Die Weimarer Republik ist eine zweite Sattelzeit der Moderne, insbesondere mit Blick auf die weibliche Emanzipation. Ein neuer Frauentypus entwickelt sich, der sich sowohl gesellschaftlich als auch kulturell von dem der Vorkriegs- und Kaiserzeit unterscheidet. In der Mode- und Unterhaltungsindustrie spielt die ‚Neue Frau‘ als Akteurin und Konsumentin eine entscheidende Rolle, und auch Literatur und Film thematisieren diesen neuen Typus – in Romanen von Vicki Baum, Irmgard Keun oder Marieluise Fleißer zweifelsohne kritischer und reflektierter als die viel gesehenen Filme über weibliche Angestellte. Dennoch sind auch sie Teil der gesellschaftlichen Entwicklung der 20er Jahre, zumal viele Zeitgenossen in der Verweiblichung des Angestelltenberufs – sicher nicht zu Unrecht – den Beginn der Selbstbestimmung von Frauen sahen. Kein zweiter Frauentypus erfuhr in dieser Zeit eine derart große Aufmerksamkeit, sie waren Prototypen weiblicher Emanzipation, selbstbewusst, materiell unabhängig, sportlich in Habitus, Outfit und Auftreten und modisch am ‚Puls der Zeit‘. Sind sie die Protagonistinnen der Stumm- und der neuen Tonfilme, so sind diese Publikumsmagnaten und Kassenschlager, auch Die Privatsekretärin von 1931 des Erfolgsregisseurs Wilhelm Thiele, entstanden in Zusammenarbeit mit dem bekannten Drehbuchautor Franz Schulz, mit der Schauspielerin Renate Müller in der Hauptrolle zudem prominent besetzt.
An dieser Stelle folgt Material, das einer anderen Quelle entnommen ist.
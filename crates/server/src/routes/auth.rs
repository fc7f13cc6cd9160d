//! Authentication route handlers.

use axum::{
    Json, Router,
    extract::State,
    routing::{get, post},
};
use serde::Deserialize;
use tower_sessions::Session;

use crate::db::UserRepository;
use crate::error::AppError;
use crate::middleware::auth::RequireStaff;
use crate::middleware::{clear_current_user, set_current_user};
use crate::models::user::CurrentUser;
use crate::services::verify_password;
use crate::state::AppState;

/// Build the auth router.
pub fn router() -> Router<AppState> {
    Router::new()
        .route("/api/admin/login", post(login))
        .route("/api/admin/logout", post(logout))
        .route("/api/admin/me", get(me))
}

#[derive(Debug, Deserialize)]
struct LoginInput {
    email: String,
    password: String,
}

/// Password login.
///
/// POST /api/admin/login
///
/// Always answers a failed login with the same message, whether the email
/// is unknown or the password wrong.
async fn login(
    State(state): State<AppState>,
    session: Session,
    Json(input): Json<LoginInput>,
) -> Result<Json<CurrentUser>, AppError> {
    let invalid = || AppError::Unauthorized("Invalid email or password".to_string());

    let record = UserRepository::new(state.pool())
        .find_auth_by_email(input.email.trim())
        .await?
        .ok_or_else(invalid)?;

    if !verify_password(&input.password, &record.password_hash) {
        return Err(invalid());
    }

    let current = CurrentUser {
        id: record.user.id,
        email: record.user.email.clone(),
        name: record.user.name.clone(),
        role: record.user.role,
    };
    set_current_user(&session, &current)
        .await
        .map_err(|e| AppError::Internal(format!("session write failed: {e}")))?;

    tracing::info!(user_id = current.id.as_i32(), "login");
    Ok(Json(current))
}

/// Logout and invalidate the session.
///
/// POST /api/admin/logout
async fn logout(session: Session) -> Result<Json<serde_json::Value>, AppError> {
    clear_current_user(&session)
        .await
        .map_err(|e| AppError::Internal(format!("session clear failed: {e}")))?;
    Ok(Json(serde_json::json!({ "message": "Logged out" })))
}

/// The logged-in user, for session restoration on the front end.
///
/// GET /api/admin/me
async fn me(RequireStaff(user): RequireStaff) -> Json<CurrentUser> {
    Json(user)
}
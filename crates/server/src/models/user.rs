//! User domain types.

use chrono::{DateTime, Utc};
use serde::{Deserialize, Serialize};

use tindahan_core::{Email, Role, UserId};

/// A user account (domain type).
///
/// The password hash never leaves the repository layer; see
/// [`crate::db::users::AuthRecord`].
#[derive(Debug, Clone, Serialize)]
pub struct User {
    /// Unique user ID.
    pub id: UserId,
    /// Display name.
    pub name: String,
    /// Email address (unique).
    pub email: Email,
    /// Role gating admin access.
    pub role: Role,
    /// When the user was created.
    pub created_at: DateTime<Utc>,
    /// When the user was last updated.
    pub updated_at: DateTime<Utc>,
}

/// Session-stored identity.
///
/// Minimal data stored in the session to identify the logged-in user.
#[derive(Debug, Clone, Serialize, Deserialize)]
pub struct CurrentUser {
    /// User's database ID.
    pub id: UserId,
    /// User's email address.
    pub email: Email,
    /// User's display name.
    pub name: String,
    /// User's role.
    pub role: Role,
}

/// Session keys for authentication data.
pub mod session_keys {
    /// Key for storing the current logged-in user.
    pub const CURRENT_USER: &str = "current_user";
}

/// Input for creating a user.
#[derive(Debug, Deserialize)]
pub struct CreateUserInput {
    /// Display name.
    pub name: String,
    /// Email address.
    pub email: String,
    /// Plaintext password (hashed before storage).
    pub password: String,
    /// Role (defaults to customer).
    pub role: Option<Role>,
}

/// Input for updating a user.
#[derive(Debug, Deserialize)]
pub struct UpdateUserInput {
    /// New display name.
    pub name: Option<String>,
    /// New role.
    pub role: Option<Role>,
    /// New plaintext password (hashed before storage).
    pub password: Option<String>,
}
//! Checkout pricing: effective unit prices and order totals.

use chrono::Utc;
use rust_decimal::Decimal;
use tindahan_core::{CategoryId, ProductId, round_money};
use tindahan_server::models::product::Product;

fn product(price: Decimal, on_sale: bool, pct: Option<Decimal>) -> Product {
    Product {
        id: ProductId::new(1),
        name: "Bigas 5kg".to_string(),
        slug: "bigas-5kg".to_string(),
        sku: None,
        description: None,
        price,
        quantity: 10,
        category_id: CategoryId::new(1),
        brand_id: None,
        is_active: true,
        is_featured: false,
        in_stock: true,
        on_sale,
        discount_percentage: pct,
        created_at: Utc::now(),
        updated_at: Utc::now(),
    }
}

#[test]
fn cart_of_two_at_100_totals_200() {
    let p = product(Decimal::from(100), false, None);
    let unit = p.effective_unit_price();
    let total = round_money(unit * Decimal::from(2));
    assert_eq!(total, Decimal::from(200));
}

#[test]
fn sale_price_feeds_the_line_total() {
    // 100.00 at 25% off, three units -> 225.00
    let p = product(Decimal::from(100), true, Some(Decimal::from(25)));
    let unit = p.effective_unit_price();
    assert_eq!(unit, Decimal::new(7500, 2));
    let total = round_money(unit * Decimal::from(3));
    assert_eq!(total, Decimal::new(22500, 2));
}

#[test]
fn discount_percentage_is_inert_without_on_sale() {
    let p = product(Decimal::from(100), false, Some(Decimal::from(25)));
    assert_eq!(p.effective_unit_price(), Decimal::from(100));
}

#[test]
fn awkward_prices_round_to_cents() {
    // 99.99 at 10% off -> 89.99 (89.991 rounded)
    let p = product(Decimal::new(9999, 2), true, Some(Decimal::from(10)));
    assert_eq!(p.effective_unit_price(), Decimal::new(8999, 2));
}

#[test]
fn subtotal_minus_percent_voucher_matches_worked_example() {
    // Subtotal 200.00, SAVE10 percent 10 -> 180.00
    let subtotal = Decimal::from(200);
    let discount = round_money(subtotal * Decimal::from(10) / Decimal::ONE_HUNDRED);
    assert_eq!(round_money(subtotal - discount), Decimal::from(180));
}
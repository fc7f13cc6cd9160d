//! Business logic services.

pub mod auth;
pub mod checkout;

pub use auth::{hash_password, verify_password};
pub use checkout::{CheckoutError, place_order};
Der Film ist auf keinen Fall frei von verklärender Verortung des Schicksals einer weiblichen Angestellten in die Erfolgsmuster der Unterhaltungs- und Trivialliteratur des 19. Jahrhunderts, wenn am Ende Sekretärin und Chef zueinanderfinden, die Heirat sodann den sozialen Aufstieg der Protagonistin garantiert. Gleichwohl gibt er die Möglichkeit, die von männlichen Kulturkritikern der 20er Jahre betriebene Degradierung der jungen Frauen als „kleine Ladenmädchen“, „Tippmamsells“, „Warenhausmädchen“ oder „kleine Stenotypistinnen“ zu überdenken und in einem anderen Licht zu diskutieren. Dies zumal er ein gelungenes Zusammenspiel von gekonnter Regiearbeit, beeindruckender Schauspielkunst und mitreißender Schlagermusik darstellt.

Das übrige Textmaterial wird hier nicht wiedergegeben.